Writing about the Civil War is one of the hardest things I’ve ever done. Not because its stories weren’t compelling. On the contrary, the courage, the bravura, the mercy shown by the combatants and civilians alike produced some of the most heart-wrenching, inspiring, and maddening anecdotes one will ever read. It was difficult because of the obvious and appalling moral issue involved—slavery—and the choice to feature a traditional Virginia family as protagonists.
Living almost one hundred and fifty years later, we see the cause of the Civil War as slavery. But for most Southerners it had as much to do with regionalism; people at that time identified their citizenship primarily according to their state, not the country. Most never traveled beyond a few dozen miles from their home. They interpreted the Constitution as setting up an alliance predicated on a state’s desire to be in the Union, and therefore breakable.
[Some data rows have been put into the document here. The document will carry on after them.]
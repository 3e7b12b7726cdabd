//! Pilot CLI: validate navigation profiles and plan routes offline.
//!
//! Driving a live environment needs concrete [`Perception`] and [`Device`]
//! implementations supplied by the embedding application; the CLI covers the
//! pure side of the crate, so profiles and routes can be checked without a
//! device attached.
//!
//! [`Perception`]: pilot::io::ports::Perception
//! [`Device`]: pilot::io::ports::Device

use clap::{Parser, Subcommand};
use std::collections::BTreeSet;
use std::path::{Path, PathBuf};

use pilot::core::planner::constrained_path;
use pilot::core::types::StateKind;
use pilot::error::{Error, Result};
use pilot::exit_codes;
use pilot::io::profile::load_profile;
use pilot::logging;

#[derive(Parser)]
#[command(name = "pilot", version, about = "Perception-driven state navigator")]
struct Cli {
    #[command(subcommand)]
    command: Command,
}

#[derive(Subcommand)]
enum Command {
    /// Check a profile against the schema and graph invariants.
    Validate {
        /// Path to the profile JSON.
        profile: PathBuf,
    },
    /// List the states a profile defines.
    States {
        /// Path to the profile JSON.
        profile: PathBuf,
    },
    /// Plan a route between two states without driving anything.
    Plan {
        /// Path to the profile JSON.
        profile: PathBuf,
        /// State to start from.
        #[arg(long)]
        from: String,
        /// State to reach.
        #[arg(long)]
        to: String,
        /// States the route must pass through (repeatable).
        #[arg(long)]
        via: Vec<String>,
    },
}

fn main() {
    logging::init();
    let code = match run() {
        Ok(()) => exit_codes::OK,
        Err(err) => {
            eprintln!("{err}");
            match err {
                Error::NoPathFound { .. } => exit_codes::NO_PATH,
                _ => exit_codes::INVALID,
            }
        }
    };
    std::process::exit(code);
}

fn run() -> Result<()> {
    let cli = Cli::parse();
    match cli.command {
        Command::Validate { profile } => cmd_validate(&profile),
        Command::States { profile } => cmd_states(&profile),
        Command::Plan {
            profile,
            from,
            to,
            via,
        } => cmd_plan(&profile, &from, &to, &via),
    }
}

fn cmd_validate(path: &Path) -> Result<()> {
    let graph = load_profile(path)?;
    println!("{}: {} states", graph.name(), graph.all_states().len());
    Ok(())
}

fn cmd_states(path: &Path) -> Result<()> {
    let graph = load_profile(path)?;
    for state in graph.all_states() {
        println!("{}\t{}", state.name, kind_label(state.kind));
    }
    Ok(())
}

fn cmd_plan(path: &Path, from: &str, to: &str, via: &[String]) -> Result<()> {
    let graph = load_profile(path)?;
    let waypoints: BTreeSet<String> = via.iter().cloned().collect();
    let route = constrained_path(&graph, from, to, &waypoints)?;
    for action in &route.actions {
        println!("{} -> {} ({})", action.source, action.successor, action.name);
    }
    Ok(())
}

fn kind_label(kind: StateKind) -> &'static str {
    match kind {
        StateKind::Normal => "normal",
        StateKind::Jump => "jump",
        StateKind::HorizontalSwipe => "horizontal_swipe",
        StateKind::VerticalSwipe => "vertical_swipe",
    }
}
By that point, the United States had become two very divergent entities—the agricultural South and the industrialized North—with very different needs. The North, however, had twice the population and dominated Congress, passing high tariffs that impeded Southern imports and exports and in essence chained the South to Northern factories and their high-priced finished goods. The South wanted out of what it increasingly saw as a lopsided marriage.
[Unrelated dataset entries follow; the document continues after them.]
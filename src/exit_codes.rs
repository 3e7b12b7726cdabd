//! Stable exit codes for pilot CLI commands.

/// Command succeeded.
pub const OK: i32 = 0;
/// Command failed due to an invalid profile, unknown states, or other errors.
pub const INVALID: i32 = 1;
/// `pilot plan` found no route satisfying the request.
pub const NO_PATH: i32 = 2;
An overwhelming majority of Confederate soldiers did not come from slave-holding families. Most Africans held in this abhorrent bondage labored on Deep South plantations that produced single crops such as cotton or rice and where the percentage of slave-holders climbed to slightly over one out of three whites. (In Mississippi and South Carolina, that number neared one-half. It was on these plantations, which often held more than twenty slaves, that the “capital value” of slaves exceeded the value of the land, making the reprehensible institution a highly profitable one.)
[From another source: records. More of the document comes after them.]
//! CLI tests for the pilot binary.
//!
//! Spawns the binary against profiles written to a temp directory and
//! verifies exit codes and output for valid, invalid, and unroutable inputs.

use std::fs;
use std::path::PathBuf;
use std::process::Command;

use pilot::exit_codes;

const PROFILE: &str = r#"{
  "name": "demo",
  "states": [
    {
      "name": "home",
      "condition": "home_marker",
      "type": "normal",
      "actions": [
        { "name": "open_shop", "method": "click", "condition": "shop_button", "successor": "shop" }
      ]
    },
    {
      "name": "shop",
      "condition": "shop_marker",
      "type": "normal",
      "actions": []
    },
    {
      "name": "island",
      "condition": "island_marker",
      "type": "normal",
      "actions": []
    }
  ]
}"#;

fn write_profile(dir: &tempfile::TempDir, contents: &str) -> PathBuf {
    let path = dir.path().join("profile.json");
    fs::write(&path, contents).expect("write profile");
    path
}

fn pilot() -> Command {
    Command::new(env!("CARGO_BIN_EXE_pilot"))
}

#[test]
fn validate_accepts_a_well_formed_profile() {
    let temp = tempfile::tempdir().expect("tempdir");
    let profile = write_profile(&temp, PROFILE);

    let output = pilot()
        .arg("validate")
        .arg(&profile)
        .output()
        .expect("pilot validate");

    assert_eq!(output.status.code(), Some(exit_codes::OK));
    let stdout = String::from_utf8(output.stdout).expect("utf8");
    assert!(stdout.contains("demo"));
}

#[test]
fn validate_rejects_a_profile_missing_required_fields() {
    let temp = tempfile::tempdir().expect("tempdir");
    let profile = write_profile(&temp, r#"{ "states": [] }"#);

    let output = pilot()
        .arg("validate")
        .arg(&profile)
        .output()
        .expect("pilot validate");

    assert_eq!(output.status.code(), Some(exit_codes::INVALID));
    let stderr = String::from_utf8(output.stderr).expect("utf8");
    assert!(!stderr.is_empty());
}

#[test]
fn states_lists_every_state_with_its_kind() {
    let temp = tempfile::tempdir().expect("tempdir");
    let profile = write_profile(&temp, PROFILE);

    let output = pilot()
        .arg("states")
        .arg(&profile)
        .output()
        .expect("pilot states");

    assert_eq!(output.status.code(), Some(exit_codes::OK));
    let stdout = String::from_utf8(output.stdout).expect("utf8");
    assert_eq!(stdout.lines().count(), 3);
    assert!(stdout.contains("home\tnormal"));
}

#[test]
fn plan_prints_the_route() {
    let temp = tempfile::tempdir().expect("tempdir");
    let profile = write_profile(&temp, PROFILE);

    let output = pilot()
        .args(["plan", "--from", "home", "--to", "shop"])
        .arg(&profile)
        .output()
        .expect("pilot plan");

    assert_eq!(output.status.code(), Some(exit_codes::OK));
    let stdout = String::from_utf8(output.stdout).expect("utf8");
    assert!(stdout.contains("home -> shop (open_shop)"));
}

#[test]
fn plan_reports_no_path_with_its_own_exit_code() {
    let temp = tempfile::tempdir().expect("tempdir");
    let profile = write_profile(&temp, PROFILE);

    let output = pilot()
        .args(["plan", "--from", "home", "--to", "island"])
        .arg(&profile)
        .output()
        .expect("pilot plan");

    assert_eq!(output.status.code(), Some(exit_codes::NO_PATH));
    let stderr = String::from_utf8(output.stderr).expect("utf8");
    assert!(stderr.contains("island"));
}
In Virginia, by comparison, three out of four whites did not own slaves, and of those who did, forty-one percent held three or fewer “servants” (a euphemism they used in their memoirs). Some—such as Stonewall Jackson, who set up a Sunday school for one hundred slaves and freemen in Lexington, Virginia—ignored public disapproval and laws to teach blacks to read and write. Others, such as Robert E. Lee, freed their slaves before the Emancipation Proclamation or did so when the edict took effect. And surprisingly, records show that free blacks voluntarily joined the Confederate army as wagon drivers, cooks, blacksmiths, and musicians, some even serving as pickets. One Tennessee regiment asked a black man to serve as its chaplain.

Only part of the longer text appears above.